A partir de ese día, y hasta que ingresé en la Academia Militar, tuve el privilegio de compartir muchas tardes de chocolate con Don Gonzalo Torrente Ballester.
Charlábamos de literatura, de historia, de política, de la vida. Él, con su sabiduría y su humor irónico, me enseñó a ver el mundo con otros ojos, a cuestionar las verdades establecidas, a buscar la belleza en lo cotidiano.
Y yo, con la avidez del aprendiz, absorbía sus palabras como una esponja. Esas tardes en El Derby, con el aroma del chocolate y la compañía de Don Gonzalo, se convirtieron en un oasis en mi vida, un refugio donde podía escapar del ruido del mundo y alimentar mi alma.
PARTE SEGUNDA
Treinta y cinco años.
Más de tres décadas habían transcurrido desde aquel encuentro providencial con Don Gonzalo. Treinta y cinco años en los que la vida, como un torbellino, me había arrastrado por caminos inesperados, con sus luces y sus sombras, sus alegrías y sus sinsabores. Y allí estaba yo, de nuevo en Santiago, en un día tan especial como el 25 de diciembre.
Tras una comida memorable en Casa Dominga, donde el chef Antonio "Pistolas" (MI PADRE), con sus cinco estrellas MichelÓn y su pasión contagiosa, había orquestado un cordero al horno que rozaba la perfección, decidí dar un paseo por la ciudad. Un Santiago solitario, envuelto en la magia navideña, con sus calles desiertas y sus luces parpadeantes.
Mis pasos, como guiados por un hilo invisible, me llevaron a la Alameda, a ese mismo paso de peatones donde, tantos años atrás, había conocido a Don Gonzalo. Y, casi sin pensarlo, me encontré frente a la puerta de El Derby.

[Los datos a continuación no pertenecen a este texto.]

//! Tool-Op Client (C1) — a uniform RPC facade for shell and file-edit
//! operations. `Local` dispatches straight into the in-process managers;
//! `Remote` proxies the same operations as JSON-over-HTTP calls to a
//! sandbox's exposed tool service, so the Agent Loop never needs to know
//! which sandbox backend a session is running on.

use std::sync::Arc;
use std::time::Duration;

use serde::{Deserialize, Serialize};

use crate::file_edit::{EditCommand, FileEditManager, FileEditResponse};
use crate::terminal::{SessionResult, TerminalManager};

#[derive(Debug, Clone, Serialize, Deserialize)]
pub struct ShellExecRequest {
    pub id: String,
    pub command: String,
    #[serde(default)]
    pub exec_dir: Option<String>,
    pub timeout_sec: u64,
}

#[derive(Debug, Clone, Serialize, Deserialize)]
pub struct FileEditRequest {
    pub path: String,
    pub command: EditCommand,
}

/// Dispatches shell-session and file-edit operations either to in-process
/// managers (when the sandbox is this process, e.g. `SandboxMode::Local`)
/// or over HTTP to a remote sandbox's tool endpoint.
pub enum ToolClient {
    Local {
        terminal: Arc<TerminalManager>,
        file_edit: Arc<FileEditManager>,
    },
    Remote {
        client: reqwest::Client,
        base_url: String,
        timeout: Duration,
    },
}

impl ToolClient {
    pub fn local(terminal: Arc<TerminalManager>, file_edit: Arc<FileEditManager>) -> Self {
        Self::Local { terminal, file_edit }
    }

    pub fn remote(base_url: impl Into<String>, timeout: Duration) -> Self {
        Self::Remote { client: reqwest::Client::new(), base_url: base_url.into(), timeout }
    }

    pub async fn create_session(&self, id: &str) -> SessionResult {
        match self {
            Self::Local { terminal, .. } => terminal.create_session(id).await,
            Self::Remote { .. } => {
                self.post_remote("/api/terminal/create_session", &serde_json::json!({ "id": id })).await
            }
        }
    }

    pub async fn shell_exec(&self, req: ShellExecRequest) -> SessionResult {
        match self {
            Self::Local { terminal, .. } => {
                terminal.shell_exec(&req.id, &req.command, req.exec_dir.as_deref(), req.timeout_sec).await
            }
            Self::Remote { .. } => self.post_remote("/api/terminal/shell_exec", &req).await,
        }
    }

    pub async fn shell_view(&self, id: &str) -> SessionResult {
        match self {
            Self::Local { terminal, .. } => terminal.shell_view(id).await,
            Self::Remote { .. } => self.post_remote("/api/terminal/shell_view", &serde_json::json!({ "id": id })).await,
        }
    }

    pub async fn shell_wait(&self, id: &str, seconds: u64) -> SessionResult {
        match self {
            Self::Local { terminal, .. } => terminal.shell_wait(id, seconds).await,
            Self::Remote { .. } => {
                self.post_remote("/api/terminal/shell_wait", &serde_json::json!({ "id": id, "seconds": seconds })).await
            }
        }
    }

    pub async fn shell_write_to_process(&self, id: &str, text: &str, press_enter: bool) -> SessionResult {
        match self {
            Self::Local { terminal, .. } => terminal.shell_write_to_process(id, text, press_enter).await,
            Self::Remote { .. } => {
                self.post_remote(
                    "/api/terminal/shell_write_to_process",
                    &serde_json::json!({ "id": id, "text": text, "press_enter": press_enter }),
                )
                .await
            }
        }
    }

    pub async fn shell_kill_process(&self, id: &str) -> SessionResult {
        match self {
            Self::Local { terminal, .. } => terminal.shell_kill_process(id).await,
            Self::Remote { .. } => {
                self.post_remote("/api/terminal/shell_kill_process", &serde_json::json!({ "id": id })).await
            }
        }
    }

    pub async fn file_edit(&self, path: &str, command: EditCommand) -> FileEditResponse {
        match self {
            Self::Local { file_edit, .. } => file_edit.dispatch(path, command).await,
            Self::Remote { .. } => {
                let op = command.op_name();
                let req = FileEditRequest { path: path.to_string(), command };
                match self.post_json(&format!("/api/str_replace/{op}"), &req).await {
                    Ok(resp) => resp,
                    Err(e) => FileEditResponse { success: false, content: e },
                }
            }
        }
    }

    async fn post_remote<T: Serialize>(&self, path: &str, body: &T) -> SessionResult {
        match self.post_json(path, body).await {
            Ok(resp) => resp,
            Err(e) => SessionResult { success: false, output: e },
        }
    }

    async fn post_json<T: Serialize, R: for<'de> Deserialize<'de>>(&self, path: &str, body: &T) -> Result<R, String> {
        let Self::Remote { client, base_url, timeout } = self else {
            unreachable!("post_json is only called on the Remote variant")
        };
        let url = format!("{}{path}", base_url.trim_end_matches('/'));
        let response = client
            .post(&url)
            .timeout(*timeout)
            .json(body)
            .send()
            .await
            .map_err(|e| format!("remote tool call to {url} failed: {e}"))?;

        if !response.status().is_success() {
            return Err(format!("remote tool call to {url} returned {}", response.status()));
        }
        response.json::<R>().await.map_err(|e| format!("failed to decode response from {url}: {e}"))
    }
}

#[cfg(test)]
mod tests {
    use super::*;
    use crate::file_edit::EditCommand;
    use std::path::PathBuf;

    #[tokio::test]
    async fn local_client_dispatches_file_edit_directly() {
        let ws = tempfile::TempDir::new().unwrap();
        let file_edit = Arc::new(FileEditManager::new(ws.path().to_path_buf(), ac_domain::config::FileEditConfig::default()));
        let terminal = Arc::new(TerminalManager::new("/bin/bash", 5, false, None::<PathBuf>));
        let client = ToolClient::local(terminal, file_edit);

        let resp = client.file_edit("a.txt", EditCommand::Create { file_text: "hi".into() }).await;
        assert!(resp.success, "{}", resp.content);
    }

    #[test]
    fn remote_client_constructs_with_trimmed_base_url() {
        let client = ToolClient::remote("http://example.com/", Duration::from_secs(5));
        match client {
            ToolClient::Remote { base_url, .. } => assert_eq!(base_url, "http://example.com/"),
            ToolClient::Local { .. } => panic!("expected remote client"),
        }
    }
}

La nostalgia me invadió como una ola. Empujé la puerta, con la esperanza de revivir, aunque fuera por un instante, la magia de aquellas tardes de chocolate y conversación. Pero la decepción me golpeó de frente como un jarro de agua fría.
El Derby ya no era el mismo.Las camareras, aunque atentas y pelirrojas, carecían de la elegancia y el savoir faire de antaño. La mesa donde solía sentarme con Don Gonzalo, aquella en la que devoraba el chocolate mientras él me contaba historias fascinantes, había desaparecido. En su lugar, una mesa vulgar, sin personalidad, como un actor secundario en una obra de teatro.

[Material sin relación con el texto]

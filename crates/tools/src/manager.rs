//! In-memory process manager.
//!
//! Tracks background process sessions, their output buffers, and lifecycle.
//! The manager owns no child processes directly — each spawn creates a
//! background tokio task that writes into the shared `ProcessSession`.

use std::collections::HashMap;
use std::sync::Arc;

use chrono::{DateTime, Utc};
use parking_lot::RwLock;
use serde::Serialize;
use tokio::sync::mpsc;

use ac_domain::config::ExecConfig;

// ━━━━━━━━━━━━━━━━━━━━━━━━━━━━━━━━━━━━━━━━━━━━━━━━━━━━━━━━━━━━━━━━━━
// Types
// ━━━━━━━━━━━━━━━━━━━━━━━━━━━━━━━━━━━━━━━━━━━━━━━━━━━━━━━━━━━━━━━━━━

#[derive(Debug, Clone, Copy, PartialEq, Eq, Serialize)]
#[serde(rename_all = "lowercase")]
pub enum ProcessStatus {
    Running,
    Finished,
    Killed,
    TimedOut,
    Failed,
}

/// Shared mutable state for a single background process.
pub struct ProcessSession {
    pub id: String,
    pub command: String,
    pub workdir: Option<String>,
    pub started_at: DateTime<Utc>,
    pub finished_at: Option<DateTime<Utc>>,
    pub status: ProcessStatus,
    pub exit_code: Option<i32>,
    pub output: OutputBuffer,
    /// Send data to the child's stdin.
    pub stdin_tx: Option<mpsc::Sender<StdinMessage>>,
    /// Send a kill signal to the background task.
    pub kill_tx: Option<mpsc::Sender<()>>,
    pub name: Option<String>,
}

pub struct OutputBuffer {
    pub combined: String,
    pub max_chars: usize,
}

impl OutputBuffer {
    pub fn new(max_chars: usize) -> Self {
        Self {
            combined: String::new(),
            max_chars,
        }
    }

    pub fn push(&mut self, text: &str) {
        self.combined.push_str(text);
        if self.combined.len() > self.max_chars {
            let keep = self.max_chars * 3 / 4;
            let drain_count = self.combined.len() - keep;
            // Find a char boundary to avoid splitting a multi-byte character.
            let mut boundary = drain_count;
            while boundary < self.combined.len() && !self.combined.is_char_boundary(boundary) {
                boundary += 1;
            }
            self.combined.drain(..boundary);
        }
    }

    pub fn len(&self) -> usize {
        self.combined.len()
    }

    pub fn is_empty(&self) -> bool {
        self.combined.is_empty()
    }

    pub fn tail(&self, lines: usize) -> String {
        let all_lines: Vec<&str> = self.combined.lines().collect();
        if all_lines.len() <= lines {
            self.combined.clone()
        } else {
            all_lines[all_lines.len() - lines..].join("\n")
        }
    }

    pub fn read_from(&self, offset: usize, limit: Option<usize>) -> &str {
        let start = offset.min(self.combined.len());
        let end = match limit {
            Some(l) => (start + l).min(self.combined.len()),
            None => self.combined.len(),
        };
        &self.combined[start..end]
    }
}

/// Messages that can be sent to a process's stdin.
pub enum StdinMessage {
    Data(Vec<u8>),
    Eof,
}

// ━━━━━━━━━━━━━━━━━━━━━━━━━━━━━━━━━━━━━━━━━━━━━━━━━━━━━━━━━━━━━━━━━━
// ProcessManager
// ━━━━━━━━━━━━━━━━━━━━━━━━━━━━━━━━━━━━━━━━━━━━━━━━━━━━━━━━━━━━━━━━━━

/// In-memory registry of all active and recently-finished processes.
pub struct ProcessManager {
    sessions: RwLock<HashMap<String, Arc<RwLock<ProcessSession>>>>,
    config: ExecConfig,
}

impl ProcessManager {
    pub fn new(config: ExecConfig) -> Self {
        Self {
            sessions: RwLock::new(HashMap::new()),
            config,
        }
    }

    pub fn config(&self) -> &ExecConfig {
        &self.config
    }

    /// Register a new process session.
    pub fn register(&self, session: ProcessSession) -> Arc<RwLock<ProcessSession>> {
        let id = session.id.clone();
        let arc = Arc::new(RwLock::new(session));
        self.sessions.write().insert(id, arc.clone());
        arc
    }

    /// Get a process session by ID.
    pub fn get(&self, id: &str) -> Option<Arc<RwLock<ProcessSession>>> {
        self.sessions.read().get(id).cloned()
    }

    /// List all process sessions with their current status.
    pub fn list(&self) -> Vec<ProcessInfo> {
        self.sessions
            .read()
            .values()
            .map(|s| {
                let s = s.read();
                ProcessInfo {
                    id: s.id.clone(),
                    command: s.command.clone(),
                    status: s.status,
                    exit_code: s.exit_code,
                    started_at: s.started_at,
                    finished_at: s.finished_at,
                    output_chars: s.output.len(),
                    name: s.name.clone(),
                }
            })
            .collect()
    }

    /// Poll a process: return incremental output since `offset` + current status.
    pub fn poll(&self, id: &str, offset: usize) -> Option<PollResult> {
        let sessions = self.sessions.read();
        let arc = sessions.get(id)?;
        let s = arc.read();
        Some(PollResult {
            status: s.status,
            exit_code: s.exit_code,
            new_output: s.output.read_from(offset, None).to_owned(),
            next_offset: s.output.len(),
        })
    }

    /// Read the log of a process (offset + limit, default tail 200 lines).
    pub fn log(&self, id: &str, offset: Option<usize>, limit: Option<usize>, tail_lines: Option<usize>) -> Option<String> {
        let sessions = self.sessions.read();
        let arc = sessions.get(id)?;
        let s = arc.read();
        if let Some(off) = offset {
            Some(s.output.read_from(off, limit).to_owned())
        } else {
            Some(s.output.tail(tail_lines.unwrap_or(200)))
        }
    }

    /// Kill a running process.
    pub fn kill(&self, id: &str) -> bool {
        let sessions = self.sessions.read();
        if let Some(arc) = sessions.get(id) {
            let s = arc.read();
            if s.status == ProcessStatus::Running {
                if let Some(ref tx) = s.kill_tx {
                    let _ = tx.try_send(());
                    return true;
                }
            }
        }
        false
    }

    /// Write data to a process's stdin.
    pub async fn write_stdin(&self, id: &str, data: Vec<u8>, eof: bool) -> bool {
        let tx = {
            let sessions = self.sessions.read();
            let arc = sessions.get(id);
            arc.and_then(|a| {
                let s = a.read();
                s.stdin_tx.clone()
            })
        };

        if let Some(tx) = tx {
            if !data.is_empty() {
                let _ = tx.send(StdinMessage::Data(data)).await;
            }
            if eof {
                let _ = tx.send(StdinMessage::Eof).await;
            }
            true
        } else {
            false
        }
    }

    /// Remove all finished sessions.
    pub fn clear_finished(&self) -> usize {
        let mut sessions = self.sessions.write();
        let before = sessions.len();
        sessions.retain(|_, v| {
            let s = v.read();
            s.status == ProcessStatus::Running
        });
        before - sessions.len()
    }

    /// Remove a specific session (kill if running, then remove).
    pub fn remove(&self, id: &str) -> bool {
        // Kill first if running.
        self.kill(id);
        self.sessions.write().remove(id).is_some()
    }

    /// Cleanup sessions older than cleanup_ms.
    pub fn cleanup_stale(&self) {
        let cutoff_ms = self.config.cleanup_ms as i64;
        let now = Utc::now();
        let mut sessions = self.sessions.write();
        sessions.retain(|_, v| {
            let s = v.read();
            match s.finished_at {
                Some(finished) => {
                    let age_ms = now.signed_duration_since(finished).num_milliseconds();
                    age_ms < cutoff_ms
                }
                None => true, // still running
            }
        });
    }
}

/// Summary info for a process (returned by list).
#[derive(Debug, Clone, Serialize)]
pub struct ProcessInfo {
    pub id: String,
    pub command: String,
    pub status: ProcessStatus,
    pub exit_code: Option<i32>,
    pub started_at: DateTime<Utc>,
    pub finished_at: Option<DateTime<Utc>>,
    pub output_chars: usize,
    pub name: Option<String>,
}

/// Result of polling a process.
#[derive(Debug, Clone, Serialize)]
pub struct PollResult {
    pub status: ProcessStatus,
    pub exit_code: Option<i32>,
    pub new_output: String,
    pub next_offset: usize,
}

Todo había cambiado. El ambiente, la decoración, el servicio...
El Derby había perdido su alma, su esencia, su magia. Y con ella, se había esfumado el recuerdo de Don Gonzalo.
— ¿Y la mesa del profesor Torrente Ballester, no la habéis guardado? —pregunté a una de las camareras, con un hilo de voz.
— ¿Y ese quién es? —me respondió la pelirroja, con una mirada de extrañeza.
—Un actor —improvisé, con tristeza—. Salía en "La que se avecina". Hacía de portero.
La camarera, conmovida por mi "devoción" al "actor", me invitó a una copa de cava. Salí del Derby con el corazón encogido, con la sensación de haber perdido algo irrecuperable.
Llamé a Boadas, mi fiel compañero de aventuras gastronómicas, que en ese momento se encontraba caminando por los campos de Girona. Le conté mi experiencia, mi decepción, mi tristeza. Y juntos, decidimos rendir un homenaje a Don Gonzalo, a su memoria, a su legado.
Y así nació "Una Llama y Un Tenedor", una sección en nuestro blog dedicada a desenmascarar a los impostores gastronómicos, a aquellos que, con su mediocridad y su falta de pasión, mancillan el buen nombre de la cocina. Un espacio para denunciar los "fuegos apagados y los tenedores doblados", los platos insípidos, las técnicas desastrosas, los servicios pésimos y los ambientes desagradables.
Porque, como decía Don Gonzalo, "la buena cocina es un arte, y como tal, debe ser tratada con respeto y admiración". Y porque nadie, ni siquiera un café que ha perdido su esplendor, debe olvidar a un grande de la literatura.